More cookies are the last thing your overweight website needs.
These scripts get served from God knows where and are the perfect vector for malware.
Advertisers will tell you it has to be this way, but in dealing with advertisers you must remember they are professional liars.
I don’t mean this to offend. I mean it as a job description. An advertiser's job is to convince you to do stuff you would not otherwise do. Their task in talking to web designers is to persuade them that the only way to show ads is by including mountains of third-party cruft and tracking.
The bloat, performance, and security awfulness, they argue, is the price readers pay for free content.
I've come across these diagrams of the "adtech ecosystem", which I love. They communicate the sordidness of advertising in the way simple numbers never could.
Here is a view of the adtech ecosystem in 2011, when there were 100 ‘adtech’ companies.
And in 2015 we have 1876 of these things. They are all competing for the same little slice of your online spending.
This booming industry is very complex—I believe intentionally so.
When you're trying to understand a complex system, it can be helpful to zoom out and look at the overall flow of things.
For example, here's a German diagram showing the energy budget of the Earth.
All kinds of complicated things happen to sunlight when it shines on plants or water, but you can ignore them completely and just measure the total energy that comes in and out.
In the same spirit, let me sketch the way money is flowing in to the advertising bubble.
In the beginning, you have the consumer. In a misguided attempt at cultural sensitivity, I have chosen to represent the consumer with a kangaroo.
Consumers give money to merchants in exchange for goods and services. Here the red arrow represents money flowing to the merchant, or as you say in Australia, "dollars".
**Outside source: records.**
//! guestlink library
//!
//! Host side of the fixed-frame guest agent control protocol, plus the HTTP
//! facade that lets external callers read from and write to the guest:
//!
//! - `protocol` - 4096-byte frame codec and the command table
//! - `bridge` - connection management, request/response correlation
//! - `http` - axum router exposing `/read` and `/write`
//! - `identity` - deterministic guest/cluster UUIDs
//! - `config` - command-line and environment configuration
//!
//! # Usage
//!
//! ```ignore
//! use std::sync::Arc;
//! use guestlink::bridge::{self, Bridge, HookLauncher};
//! use guestlink::config::Profile;
//!
//! let bridge = Arc::new(Bridge::new(Profile::default(), HookLauncher::disabled()));
//! let listener = tokio::net::TcpListener::bind("0.0.0.0:12345").await?;
//! tokio::spawn(bridge::serve(Arc::clone(&bridge), listener));
//!
//! let version = bridge.read(8).await?;
//! ```

pub mod bridge;
pub mod config;
pub mod http;
pub mod identity;
pub mod protocol;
A portion of this money is diverted to pay for ads. Think of it as a little consumption tax on everything you buy.
This money bounces around in the world of advertising middlemen until it ultimately flows out somewhere into someone's pocket.
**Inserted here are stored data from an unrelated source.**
//! Integration tests for the bridge against a fake guest agent over TCP.
//!
//! # Running
//!
//! ```bash
//! cargo test --test bridge_integration -- --nocapture
//! ```

mod common;

use std::sync::Arc;
use std::time::{Duration, Instant};

use common::{start_bridge, wait_until, Guest, TEST_TIMEOUT};
use guestlink::bridge::{BridgeError, READ_TIMEOUT};
use guestlink::protocol::commands::{
    GUEST_POWER, GUEST_SHUTDOWN, GUEST_UUID, HOST_SN, HOST_VERSION, UPDATE_DEADLINE, VM_VERSION,
};
use pretty_assertions::assert_eq;
use tokio::io::AsyncWriteExt;
use tokio::time::timeout;

const VM_VERSION_JSON: &str =
    r#"{"id":"Virtualization","name":"Virtual Machine Manager","timestamp":1679863686,"version":"2.6.1-12139"}"#;

/// Test: write sends a request that needs no response and returns at once.
#[tokio::test]
async fn test_write_is_fire_and_forget() {
    let (bridge, addr) = start_bridge(READ_TIMEOUT).await;
    let mut guest = Guest::connect(&bridge, addr).await;

    timeout(TEST_TIMEOUT, bridge.write(GUEST_POWER))
        .await
        .expect("write should not wait for a reply")
        .expect("write should succeed");

    let (header, payload) = guest.recv().await;
    assert_eq!(header.command_id, GUEST_POWER);
    assert!(header.is_request);
    assert!(!header.is_response);
    assert!(!header.needs_response);
    assert_eq!(header.sub_command, 1);
    assert_eq!(header.peer_id, bridge.identity().peer_id());
    assert_eq!(payload, "");
    assert_eq!(bridge.waiting_for(), 0);
}

/// Test: read returns the payload of the matching response.
#[tokio::test]
async fn test_read_returns_matching_response() {
    let (bridge, addr) = start_bridge(READ_TIMEOUT).await;
    let mut guest = Guest::connect(&bridge, addr).await;

    let reader = {
        let bridge = Arc::clone(&bridge);
        tokio::spawn(async move { bridge.read(VM_VERSION).await })
    };

    let (header, _) = guest.recv().await;
    assert_eq!(header.command_id, VM_VERSION);
    assert!(header.is_request);
    assert!(header.needs_response);
    assert_eq!(bridge.waiting_for(), VM_VERSION);

    guest.respond(&header, VM_VERSION_JSON).await;

    let result = timeout(TEST_TIMEOUT, reader).await.unwrap().unwrap();
    assert_eq!(result, Ok(Some(VM_VERSION_JSON.to_string())));
    assert_eq!(bridge.waiting_for(), 0);
}

/// Test: read with no guest connected fails at once.
#[tokio::test]
async fn test_read_without_connection() {
    let (bridge, _addr) = start_bridge(READ_TIMEOUT).await;

    let result = timeout(TEST_TIMEOUT, bridge.read(GUEST_UUID)).await.unwrap();
    assert_eq!(result, Err(BridgeError::NotConnected));
}

/// Test: an empty shutdown response is a success with no data.
#[tokio::test]
async fn test_shutdown_response_without_payload() {
    let (bridge, addr) = start_bridge(READ_TIMEOUT).await;
    let mut guest = Guest::connect(&bridge, addr).await;

    let reader = {
        let bridge = Arc::clone(&bridge);
        tokio::spawn(async move { bridge.read(GUEST_SHUTDOWN).await })
    };

    let (header, _) = guest.recv().await;
    assert_eq!(header.command_id, GUEST_SHUTDOWN);
    guest.respond(&header, "").await;

    let result = timeout(TEST_TIMEOUT, reader).await.unwrap().unwrap();
    assert_eq!(result, Ok(None));
}

/// Test: an empty payload for any other command is an error.
#[tokio::test]
async fn test_empty_response_is_no_data() {
    let (bridge, addr) = start_bridge(READ_TIMEOUT).await;
    let mut guest = Guest::connect(&bridge, addr).await;

    let reader = {
        let bridge = Arc::clone(&bridge);
        tokio::spawn(async move { bridge.read(VM_VERSION).await })
    };

    let (header, _) = guest.recv().await;
    guest.respond(&header, "").await;

    let result = timeout(TEST_TIMEOUT, reader).await.unwrap().unwrap();
    assert_eq!(result, Err(BridgeError::NoData));
}

/// Test: a read that never gets its response times out and clears the wait.
#[tokio::test]
async fn test_read_timeout_clears_wait() {
    let read_timeout = Duration::from_millis(300);
    let (bridge, addr) = start_bridge(read_timeout).await;
    let mut guest = Guest::connect(&bridge, addr).await;

    let started = Instant::now();
    let reader = {
        let bridge = Arc::clone(&bridge);
        tokio::spawn(async move { bridge.read(VM_VERSION).await })
    };
    let (header, _) = guest.recv().await;

    let result = timeout(TEST_TIMEOUT, reader).await.unwrap().unwrap();
    let elapsed = started.elapsed();
    assert_eq!(result, Err(BridgeError::Timeout));
    assert!(elapsed >= read_timeout, "timed out too early: {:?}", elapsed);
    assert!(elapsed < read_timeout + Duration::from_secs(2), "timed out too late: {:?}", elapsed);
    assert_eq!(bridge.waiting_for(), 0);

    // A late response must not complete anything.
    guest.respond(&header, VM_VERSION_JSON).await;
    tokio::time::sleep(Duration::from_millis(50)).await;
    assert_eq!(bridge.waiting_for(), 0);

    // The connection is still usable afterwards.
    let reader = {
        let bridge = Arc::clone(&bridge);
        tokio::spawn(async move { bridge.read(HOST_VERSION).await })
    };
    let (header, _) = guest.recv().await;
    assert_eq!(header.command_id, HOST_VERSION);
    guest.respond(&header, r#"{"buildnumber":1,"smallfixnumber":0}"#).await;

    let result = timeout(TEST_TIMEOUT, reader).await.unwrap().unwrap();
    assert_eq!(
        result,
        Ok(Some(r#"{"buildnumber":1,"smallfixnumber":0}"#.to_string()))
    );
}

/// Test: a response for another command does not satisfy or break the wait.
#[tokio::test]
async fn test_unrelated_response_is_ignored() {
    let (bridge, addr) = start_bridge(READ_TIMEOUT).await;
    let mut guest = Guest::connect(&bridge, addr).await;

    let reader = {
        let bridge = Arc::clone(&bridge);
        tokio::spawn(async move { bridge.read(VM_VERSION).await })
    };
    let (header, _) = guest.recv().await;

    guest.respond_to(HOST_VERSION, r#"{"wrong":true}"#).await;
    guest.respond_to(0, "sentinel").await;
    tokio::time::sleep(Duration::from_millis(50)).await;
    assert_eq!(bridge.waiting_for(), VM_VERSION);
    assert!(!reader.is_finished());

    guest.respond(&header, VM_VERSION_JSON).await;
    let result = timeout(TEST_TIMEOUT, reader).await.unwrap().unwrap();
    assert_eq!(result, Ok(Some(VM_VERSION_JSON.to_string())));
}

/// Test: concurrent reads are serialized; the second frame goes out only
/// after the first transaction completes.
#[tokio::test]
async fn test_concurrent_reads_are_serialized() {
    let (bridge, addr) = start_bridge(READ_TIMEOUT).await;
    let mut guest = Guest::connect(&bridge, addr).await;

    let first = {
        let bridge = Arc::clone(&bridge);
        tokio::spawn(async move { bridge.read(VM_VERSION).await })
    };
    let (first_header, _) = guest.recv().await;
    assert_eq!(first_header.command_id, VM_VERSION);

    let second = {
        let bridge = Arc::clone(&bridge);
        tokio::spawn(async move { bridge.read(HOST_VERSION).await })
    };

    // The second read is blocked on the transaction lock.
    guest.expect_silence(Duration::from_millis(200)).await;
    assert_eq!(bridge.waiting_for(), VM_VERSION);

    guest.respond(&first_header, VM_VERSION_JSON).await;
    let (second_header, _) = guest.recv().await;
    assert_eq!(second_header.command_id, HOST_VERSION);
    guest.respond(&second_header, r#"{"buildnumber":2}"#).await;

    let first = timeout(TEST_TIMEOUT, first).await.unwrap().unwrap();
    let second = timeout(TEST_TIMEOUT, second).await.unwrap().unwrap();
    assert_eq!(first, Ok(Some(VM_VERSION_JSON.to_string())));
    assert_eq!(second, Ok(Some(r#"{"buildnumber":2}"#.to_string())));
}

/// Test: a write waits for an in-flight read to finish.
#[tokio::test]
async fn test_write_waits_for_pending_read() {
    let (bridge, addr) = start_bridge(READ_TIMEOUT).await;
    let mut guest = Guest::connect(&bridge, addr).await;

    let reader = {
        let bridge = Arc::clone(&bridge);
        tokio::spawn(async move { bridge.read(VM_VERSION).await })
    };
    let (read_header, _) = guest.recv().await;

    let writer = {
        let bridge = Arc::clone(&bridge);
        tokio::spawn(async move { bridge.write(GUEST_POWER).await })
    };
    guest.expect_silence(Duration::from_millis(200)).await;

    guest.respond(&read_header, VM_VERSION_JSON).await;
    let (write_header, _) = guest.recv().await;
    assert_eq!(write_header.command_id, GUEST_POWER);

    assert!(timeout(TEST_TIMEOUT, reader).await.unwrap().unwrap().is_ok());
    assert_eq!(timeout(TEST_TIMEOUT, writer).await.unwrap().unwrap(), Ok(()));
}

/// Test: guest requests that need a response are answered from the table.
#[tokio::test]
async fn test_guest_request_is_answered() {
    let (bridge, addr) = start_bridge(READ_TIMEOUT).await;
    let mut guest = Guest::connect(&bridge, addr).await;

    guest.request(HOST_SN, true).await;
    let (header, payload) = guest.recv().await;
    assert_eq!(header.command_id, HOST_SN);
    assert!(header.is_response);
    assert!(!header.is_request);
    assert_eq!(header.peer_id, [0x42; 16]);
    assert_eq!(payload, "0000000000000");
    assert_eq!(header.response_length as usize, payload.len());

    guest.request(UPDATE_DEADLINE, true).await;
    let (header, payload) = guest.recv().await;
    assert_eq!(header.command_id, UPDATE_DEADLINE);
    assert_eq!(payload, i64::MAX.to_string());
}

/// Test: requests without need-response and unknown commands get no reply.
#[tokio::test]
async fn test_no_reply_for_unknown_or_unneeded() {
    let (bridge, addr) = start_bridge(READ_TIMEOUT).await;
    let mut guest = Guest::connect(&bridge, addr).await;

    guest.request(HOST_SN, false).await;
    guest.request(99, true).await;
    guest.request(UPDATE_DEADLINE, true).await;

    // The first frame back answers the last request.
    let (header, _) = guest.recv().await;
    assert_eq!(header.command_id, UPDATE_DEADLINE);
    guest.expect_silence(Duration::from_millis(100)).await;
}

/// Test: answering a UUID query triggers the helper hook exactly once.
#[tokio::test]
async fn test_uuid_query_fires_hook_once() {
    let (bridge, addr) = start_bridge(READ_TIMEOUT).await;
    let mut guest = Guest::connect(&bridge, addr).await;
    assert!(!bridge.hook().has_fired());

    guest.request(GUEST_UUID, true).await;
    let (_, payload) = guest.recv().await;
    assert_eq!(payload, bridge.identity().guest_uuid().to_string());
    assert!(bridge.hook().has_fired());

    guest.request(GUEST_UUID, true).await;
    let (_, again) = guest.recv().await;
    assert_eq!(again, payload);
}

/// Test: a new connection supersedes the old one for outbound frames.
#[tokio::test]
async fn test_new_connection_replaces_current() {
    let (bridge, addr) = start_bridge(READ_TIMEOUT).await;
    let mut old = Guest::connect(&bridge, addr).await;
    let first_id = bridge.connection_id();
    let mut new = Guest::connect(&bridge, addr).await;
    assert_ne!(bridge.connection_id(), first_id);

    bridge.write(GUEST_POWER).await.expect("write should succeed");
    let (header, _) = new.recv().await;
    assert_eq!(header.command_id, GUEST_POWER);
    old.expect_silence(Duration::from_millis(100)).await;

    // The superseded connection still answers its own requests.
    old.request(HOST_SN, true).await;
    let (header, _) = old.recv().await;
    assert_eq!(header.command_id, HOST_SN);

    // Its exit does not drop the current connection.
    let current = bridge.connection_id();
    drop(old);
    tokio::time::sleep(Duration::from_millis(100)).await;
    assert_eq!(bridge.connection_id(), current);
}

/// Test: a short frame followed by EOF tears the connection down.
#[tokio::test]
async fn test_short_frame_closes_connection() {
    let (bridge, addr) = start_bridge(READ_TIMEOUT).await;
    let mut guest = Guest::connect(&bridge, addr).await;

    guest.stream.write_all(&[1u8; 100]).await.unwrap();
    guest.stream.shutdown().await.unwrap();
    wait_until(&bridge, |b| !b.is_connected()).await;

    assert_eq!(bridge.write(GUEST_POWER).await, Err(BridgeError::NotConnected));
}

/// Test: losing the connection ends a pending read without waiting for the timeout.
#[tokio::test]
async fn test_connection_loss_ends_pending_read() {
    let (bridge, addr) = start_bridge(READ_TIMEOUT).await;
    let mut guest = Guest::connect(&bridge, addr).await;

    let reader = {
        let bridge = Arc::clone(&bridge);
        tokio::spawn(async move { bridge.read(VM_VERSION).await })
    };
    let _ = guest.recv().await;
    drop(guest);

    let result = timeout(TEST_TIMEOUT, reader).await.unwrap().unwrap();
    assert_eq!(result, Err(BridgeError::ConnectionLost));
    assert_eq!(bridge.waiting_for(), 0);
}

/// Test: shutdown stops accepting and closes open connections.
#[tokio::test]
async fn test_shutdown_closes_connections() {
    let (bridge, addr) = start_bridge(READ_TIMEOUT).await;
    let _guest = Guest::connect(&bridge, addr).await;

    bridge.shutdown();
    wait_until(&bridge, |b| !b.is_connected()).await;
}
Right now it's ending up in the pockets of successful ad network operators like Facebook, Yahoo!, and Google.
You’ll notice that there’s more money flowing out of this system than into it.
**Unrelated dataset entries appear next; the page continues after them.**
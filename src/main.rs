//! guestlink - host-side guest agent bridge.
//!
//! Listens for the guest agent's TCP connection and serves the HTTP API
//! until Ctrl-C.

use std::sync::Arc;

use anyhow::{Context, Result};
use clap::Parser;
use tokio::net::TcpListener;
use tracing::{info, warn};
use tracing_subscriber::{layer::SubscriberExt, util::SubscriberInitExt};

use guestlink::bridge::{self, Bridge};
use guestlink::config::Config;
use guestlink::http;

#[tokio::main]
async fn main() -> Result<()> {
    let config = Config::parse();

    tracing_subscriber::registry()
        .with(tracing_subscriber::EnvFilter::new(
            std::env::var("RUST_LOG").unwrap_or_else(|_| "guestlink=info".into()),
        ))
        .with(tracing_subscriber::fmt::layer().with_target(false))
        .init();

    info!("Starting guestlink v{}", env!("CARGO_PKG_VERSION"));

    let bridge = Arc::new(Bridge::from_config(&config));
    info!("Guest UUID: {}", bridge.identity().guest_uuid());
    info!("Cluster UUID: {}", bridge.identity().cluster_uuid());

    let guest_listener = TcpListener::bind(&config.addr)
        .await
        .with_context(|| format!("Failed to listen on {}", config.addr))?;
    let api_listener = TcpListener::bind(&config.api)
        .await
        .with_context(|| format!("Failed to bind HTTP API on {}", config.api))?;
    info!("HTTP API listening on {}", config.api);

    let api_bridge = Arc::clone(&bridge);
    let api = tokio::spawn(async move {
        let shutdown_bridge = Arc::clone(&api_bridge);
        axum::serve(api_listener, http::router(api_bridge))
            .with_graceful_shutdown(async move { shutdown_bridge.shutdown_requested().await })
            .await
    });

    let signal_bridge = Arc::clone(&bridge);
    tokio::spawn(async move {
        match tokio::signal::ctrl_c().await {
            Ok(()) => {
                info!("Shutdown requested");
                signal_bridge.shutdown();
            }
            Err(e) => warn!("Failed to listen for Ctrl-C: {}", e),
        }
    });

    bridge::serve(Arc::clone(&bridge), guest_listener).await;

    api.await
        .context("HTTP API task panicked")?
        .context("HTTP API server failed")?;

    info!("guestlink stopped");
    Ok(())
}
There’s a limit to how much money is available to ad companies from just consumers. Think of how many ads you are shown in a given day, compared to the number of purchases you actually make.
So thank God for investors! Right now they are filling the gap by pouring funding into this white-hot market. Their hope is that they will pick one of the few companies that ends up a winner.
However, at some point the investors who are pouring money in will want to move to the right-hand side of this diagram. And they'll want to get back even more money than they invested.
When this happens, and I believe it is happening right now, something will have to give.
Either we start buying more stuff, or a much bigger portion of our purchases goes to pay for ads...
Or the bubble is going to burst.
We’ll see a wave of consolidation, mergers, aggressive new forms of tracking, and the complete destruction of what remains of online privacy.
This why I've proposed we regulate the hell out of them now.
I think we need to ban third-party tracking, and third party ad targeting.
Ads would become dumb again, and be served from the website they appear on.